Content starts
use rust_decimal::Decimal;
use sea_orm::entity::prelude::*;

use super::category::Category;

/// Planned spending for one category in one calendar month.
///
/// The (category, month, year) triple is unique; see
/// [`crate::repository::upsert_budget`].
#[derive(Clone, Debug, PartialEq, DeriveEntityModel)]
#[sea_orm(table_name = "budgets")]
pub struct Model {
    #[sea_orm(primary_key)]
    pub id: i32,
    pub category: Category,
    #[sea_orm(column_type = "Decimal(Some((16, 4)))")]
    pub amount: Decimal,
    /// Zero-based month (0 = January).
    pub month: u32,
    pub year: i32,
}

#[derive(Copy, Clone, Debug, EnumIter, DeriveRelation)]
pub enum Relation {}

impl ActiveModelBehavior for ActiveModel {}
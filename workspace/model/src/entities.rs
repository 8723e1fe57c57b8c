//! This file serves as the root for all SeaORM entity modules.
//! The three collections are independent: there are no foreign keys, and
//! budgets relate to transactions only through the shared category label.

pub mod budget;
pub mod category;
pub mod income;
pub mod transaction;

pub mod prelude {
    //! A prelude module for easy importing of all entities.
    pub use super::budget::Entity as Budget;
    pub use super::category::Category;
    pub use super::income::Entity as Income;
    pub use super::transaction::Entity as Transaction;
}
Content ends
Content starts
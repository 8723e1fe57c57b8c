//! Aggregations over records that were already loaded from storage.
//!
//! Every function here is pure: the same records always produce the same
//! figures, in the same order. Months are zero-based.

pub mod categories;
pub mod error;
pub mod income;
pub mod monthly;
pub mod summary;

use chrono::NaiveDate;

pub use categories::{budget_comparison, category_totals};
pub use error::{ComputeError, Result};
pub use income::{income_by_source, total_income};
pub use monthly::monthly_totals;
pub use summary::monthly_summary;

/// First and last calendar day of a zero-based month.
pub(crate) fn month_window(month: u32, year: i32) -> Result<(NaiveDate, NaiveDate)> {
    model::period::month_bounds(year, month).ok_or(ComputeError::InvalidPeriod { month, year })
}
Content ends
## EXERCISE INSTRUCTIONS
Return the lines containing "prelude", taking each one from the listing.

## SOLUTION FOR THIS EXERCISE
use sea_orm::entity::prelude::*;
pub mod prelude {
    //! A prelude module for easy importing of all entities.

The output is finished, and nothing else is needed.